Polyaluminium chloride (PACl), Aluminium chlorohydrate (ACH), Coagulants, Water Treatment


Alum (aluminium sulphate) is the most commonly used coagulant in Australian water treatment plants, low cost being its major attraction. Alum however, has a number of disadvantages:

» limited coagulation pH range: 5.5 to 6.5,
» supplemental addition of alkalinity to the raw water is often required to achieve the optimum coagulation pH, particularly for soft, coloured surface waters that are common in Australia,
» residual aluminium levels in the treated water can often exceed acceptable limits, and
» alum floc produced is particularly fragile. This is especially important if a coagulant is required to maximise colour removal in a microfiltration-based water treatment process.

Alum reacts in water to produce aluminium hydroxide and as a by-product sulphuric acid is also formed. The metal hydroxide precipitates out of solution and entraps neutralized charged dirt particles (turbidity), as well as coagulating soluble colour and organics by adsorption.

The sulphuric acid produced reacts with alkalinity in the raw water to produce carbon dioxide, thus depressing the pH.


Recently, a number of alternative aluminium-based coagulants have been developed for water treatment applications.

These compounds have the general formula (Aln(OH)mCl(3n-m))x and have a polymeric structure, totally soluble in water.

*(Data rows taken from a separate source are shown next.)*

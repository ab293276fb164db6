use async_trait::async_trait;

use crate::comment::application::ports::{
    incoming::use_cases::{UpdateCommentCommand, UpdateCommentError, UpdateCommentUseCase},
    outgoing::{CommentQuery, CommentRepository, CommentRepositoryError, CommentResult},
};

#[derive(Debug, Clone)]
pub struct UpdateCommentService<Q, R>
where
    Q: CommentQuery,
    R: CommentRepository,
{
    query: Q,
    repository: R,
}

impl<Q, R> UpdateCommentService<Q, R>
where
    Q: CommentQuery,
    R: CommentRepository,
{
    pub fn new(query: Q, repository: R) -> Self {
        Self { query, repository }
    }
}

#[async_trait]
impl<Q, R> UpdateCommentUseCase for UpdateCommentService<Q, R>
where
    Q: CommentQuery + Send + Sync,
    R: CommentRepository + Send + Sync,
{
    async fn execute(
        &self,
        command: UpdateCommentCommand,
    ) -> Result<CommentResult, UpdateCommentError> {
        // 1️⃣ Load the comment within its topic
        let existing = self
            .query
            .find_comment(command.topic_id(), command.comment_id())
            .await
            .map_err(|e| UpdateCommentError::RepositoryError(e.to_string()))?
            .ok_or(UpdateCommentError::CommentNotFound)?;

        // 2️⃣ Only the author edits
        if existing.username != command.editor() {
            tracing::warn!(
                comment_id = %existing.id,
                editor = %command.editor(),
                "Rejected comment update from non-author"
            );
            return Err(UpdateCommentError::Forbidden);
        }

        // 3️⃣ Persist
        self.repository
            .update_content(command.comment_id(), command.content().to_string())
            .await
            .map_err(|e| match e {
                CommentRepositoryError::CommentNotFound => UpdateCommentError::CommentNotFound,
                CommentRepositoryError::Validation(msg) => UpdateCommentError::Rejected(msg),
                CommentRepositoryError::DatabaseError(msg) => {
                    UpdateCommentError::RepositoryError(msg)
                }
            })
    }
}

#[cfg(test)]
mod tests {
    use super::*;
    use mockall::{mock, predicate::*};
    use uuid::Uuid;

    use crate::comment::application::ports::outgoing::{CommentQueryError, CreateCommentData};
    use crate::tests::support::fixtures::sample_comment;

    mock! {
        pub CommentQueryMock {}
        #[async_trait]
        impl CommentQuery for CommentQueryMock {
            async fn list_for_topic(&self, topic_id: Uuid) -> Result<Vec<CommentResult>, CommentQueryError>;
            async fn find_comment(&self, topic_id: Uuid, comment_id: Uuid) -> Result<Option<CommentResult>, CommentQueryError>;
        }
    }

    mock! {
        pub CommentRepositoryMock {}
        #[async_trait]
        impl CommentRepository for CommentRepositoryMock {
            async fn create_comment(&self, data: CreateCommentData) -> Result<CommentResult, CommentRepositoryError>;
            async fn update_content(&self, comment_id: Uuid, content: String) -> Result<CommentResult, CommentRepositoryError>;
            async fn delete_comment(&self, comment_id: Uuid) -> Result<(), CommentRepositoryError>;
        }
    }

    fn command(existing: &CommentResult, editor: &str) -> UpdateCommentCommand {
        UpdateCommentCommand::new(
            existing.topic_id,
            existing.id,
            editor.to_string(),
            "Try Discogs or a local shop".to_string(),
        )
        .unwrap()
    }

    #[tokio::test]
    async fn author_can_edit_comment() {
        let existing = sample_comment(Uuid::new_v4(), "bob", "Try Discogs");
        let comment_id = existing.id;
        let mut updated = existing.clone();
        updated.content = "Try Discogs or a local shop".to_string();

        let mut query = MockCommentQueryMock::new();
        let found = existing.clone();
        query
            .expect_find_comment()
            .with(eq(existing.topic_id), eq(comment_id))
            .returning(move |_, _| Ok(Some(found.clone())));

        let mut repository = MockCommentRepositoryMock::new();
        let returned = updated.clone();
        repository
            .expect_update_content()
            .with(eq(comment_id), eq("Try Discogs or a local shop".to_string()))
            .times(1)
            .returning(move |_, _| Ok(returned.clone()));

        let service = UpdateCommentService::new(query, repository);

        let result = service.execute(command(&existing, "bob")).await.unwrap();
        assert_eq!(result, updated);
    }

    #[tokio::test]
    async fn other_user_cannot_edit() {
        let existing = sample_comment(Uuid::new_v4(), "bob", "Try Discogs");

        let mut query = MockCommentQueryMock::new();
        let found = existing.clone();
        query
            .expect_find_comment()
            .returning(move |_, _| Ok(Some(found.clone())));

        let mut repository = MockCommentRepositoryMock::new();
        repository.expect_update_content().never();

        let service = UpdateCommentService::new(query, repository);

        let result = service.execute(command(&existing, "alice")).await;
        assert!(matches!(result, Err(UpdateCommentError::Forbidden)));
    }

    #[tokio::test]
    async fn comment_outside_topic_is_not_found() {
        let existing = sample_comment(Uuid::new_v4(), "bob", "Try Discogs");

        let mut query = MockCommentQueryMock::new();
        query.expect_find_comment().returning(|_, _| Ok(None));

        let service = UpdateCommentService::new(query, MockCommentRepositoryMock::new());

        let result = service.execute(command(&existing, "bob")).await;
        assert!(matches!(result, Err(UpdateCommentError::CommentNotFound)));
    }
}
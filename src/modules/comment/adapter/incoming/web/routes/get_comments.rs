use actix_web::{get, web, Responder};
use uuid::Uuid;

use crate::{
    api::schemas::ErrorResponse,
    comment::application::ports::{
        incoming::use_cases::GetCommentsError, outgoing::CommentResult,
    },
    shared::api::ApiResponse,
    AppState,
};

#[utoipa::path(
    get,
    path = "/api/topics/{topic_id}/comments",
    tag = "comments",
    params(("topic_id" = Uuid, Path, description = "Topic id")),
    responses(
        (status = 200, description = "Comments of the topic, oldest first, inside the `data` envelope field", body = [CommentResult]),
        (status = 404, description = "Topic not found", body = ErrorResponse),
        (status = 500, description = "Internal server error", body = ErrorResponse)
    )
)]
#[get("/api/topics/{topic_id}/comments")]
pub async fn get_comments_handler(
    data: web::Data<AppState>,
    path: web::Path<Uuid>,
) -> impl Responder {
    match data.comment.get_list.execute(path.into_inner()).await {
        Ok(comments) => ApiResponse::success(comments),
        Err(err) => map_get_comments_error(err),
    }
}

fn map_get_comments_error(err: GetCommentsError) -> actix_web::HttpResponse {
    match err {
        GetCommentsError::TopicNotFound => {
            ApiResponse::not_found("TOPIC_NOT_FOUND", "Topic not found")
        }
        GetCommentsError::QueryFailed(msg) => {
            tracing::error!("Failed to list comments: {}", msg);
            ApiResponse::internal_error()
        }
    }
}
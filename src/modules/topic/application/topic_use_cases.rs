use std::sync::Arc;

use crate::topic::application::ports::incoming::use_cases::{
    CreateTopicUseCase, DeleteTopicUseCase, GetTopicsUseCase, UpdateTopicUseCase,
};

#[derive(Clone)]
pub struct TopicUseCases {
    pub get_list: Arc<dyn GetTopicsUseCase + Send + Sync>,
    pub create: Arc<dyn CreateTopicUseCase + Send + Sync>,
    pub update: Arc<dyn UpdateTopicUseCase + Send + Sync>,
    pub delete: Arc<dyn DeleteTopicUseCase + Send + Sync>,
}
use async_trait::async_trait;
use uuid::Uuid;

#[derive(Debug, Clone, thiserror::Error)]
pub enum DeleteTopicError {
    #[error("Topic not found")]
    TopicNotFound,

    #[error("Only the creator can delete this topic")]
    Forbidden,

    #[error("Database error: {0}")]
    DatabaseError(String),
}

#[async_trait]
pub trait DeleteTopicUseCase: Send + Sync {
    async fn execute(&self, requester: &str, topic_id: Uuid) -> Result<(), DeleteTopicError>;
}
use async_trait::async_trait;
use chrono::{DateTime, Utc};
use serde::Serialize;
use utoipa::ToSchema;
use uuid::Uuid;

#[derive(Debug, Clone)]
pub struct CreateCommentData {
    pub topic_id: Uuid,
    pub username: String,
    pub content: String,
}

#[derive(Debug, Clone, PartialEq, Serialize, ToSchema)]
#[serde(rename_all = "camelCase")]
pub struct CommentResult {
    pub id: Uuid,
    pub topic_id: Uuid,
    #[schema(example = "alice")]
    pub username: String,
    #[schema(example = "Try Discogs")]
    pub content: String,
    pub created_at: DateTime<Utc>,
}

#[derive(Debug, Clone, thiserror::Error)]
pub enum CommentRepositoryError {
    #[error("Database error: {0}")]
    DatabaseError(String),

    #[error("Comment not found")]
    CommentNotFound,

    #[error("Comment rejected: {0}")]
    Validation(String),
}

#[async_trait]
pub trait CommentRepository: Send + Sync {
    async fn create_comment(
        &self,
        data: CreateCommentData,
    ) -> Result<CommentResult, CommentRepositoryError>;

    async fn update_content(
        &self,
        comment_id: Uuid,
        content: String,
    ) -> Result<CommentResult, CommentRepositoryError>;

    async fn delete_comment(&self, comment_id: Uuid) -> Result<(), CommentRepositoryError>;
}
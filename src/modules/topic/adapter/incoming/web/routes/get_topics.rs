use actix_web::{get, web, Responder};

use crate::{
    api::schemas::ErrorResponse,
    shared::api::ApiResponse,
    topic::application::ports::{incoming::use_cases::GetTopicsError, outgoing::TopicResult},
    AppState,
};

#[utoipa::path(
    get,
    path = "/api/topics",
    tag = "topics",
    responses(
        (status = 200, description = "All topics, oldest first, inside the `data` envelope field", body = [TopicResult]),
        (status = 500, description = "Internal server error", body = ErrorResponse)
    )
)]
#[get("/api/topics")]
pub async fn get_topics_handler(data: web::Data<AppState>) -> impl Responder {
    match data.topic.get_list.execute().await {
        Ok(topics) => ApiResponse::success(topics),
        Err(err) => map_get_topics_error(err),
    }
}

fn map_get_topics_error(err: GetTopicsError) -> actix_web::HttpResponse {
    match err {
        GetTopicsError::QueryFailed(msg) => {
            tracing::error!("Failed to list topics: {}", msg);
            ApiResponse::internal_error()
        }
    }
}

The length of the polymerised chain, molecular weight and number of ionic charges is determined by the degree of polymerisation. On hydrolysis, various mono- and polymeric species are formed, with Al13O4(OH)247+ being a particularly important cation. A less predominant species is Al8(OH)204+.

These highly polymerised coagulants include the following:

» polyaluminium chloride (PACl, n=2 and m=3),
» aluminium chlorohydrate (ACH, n=2 and m=5), and
» polyaluminium chlorohydrate (PACH): similar to ACH.

In practice, there is little difference between the performance of ACH and PACl in water treatment applications, even though ACH is more hydrated.


An important property of polyaluminium coagulants is their basicity. This is the ratio of hydroxyl to aluminium ions in the hydrated complex and in general the higher the basicity, the lower will be the consumption of alkalinity in the treatment process and hence impact on pH.

Various suppliers of ACH and PACl in Australia express the basicity of their product as a percentage e.g. Omega MEGAPAC-23 (40.2% w/w aluminium chlorohydrate) has a basicity of 82% (Omega Chemicals, 2000).

The polyaluminium coagulants in general consume considerably less alkalinity than alum. They are effective over a broader pH range compared to alum and experience shows that PACl works satisfactorily over a pH range of 5.0 to 8.0.

Another important advantage of using polyaluminium coagulants in water treatment processes is the reduced concentration of sulphate added to the treated water. This directly affects SO4 levels in domestic wastewater.

A raw water with a sulphate level of 3 to 5 mg/L will typically have a SO4 concentration of 15 to 25 mg/L following treatment with alum. The amount of soluble sulphate present in domestic wastewater is now also significantly increased and this can result in elevated hydrogen sulphide production in the sewerage system, leading to odour and corrosion problems.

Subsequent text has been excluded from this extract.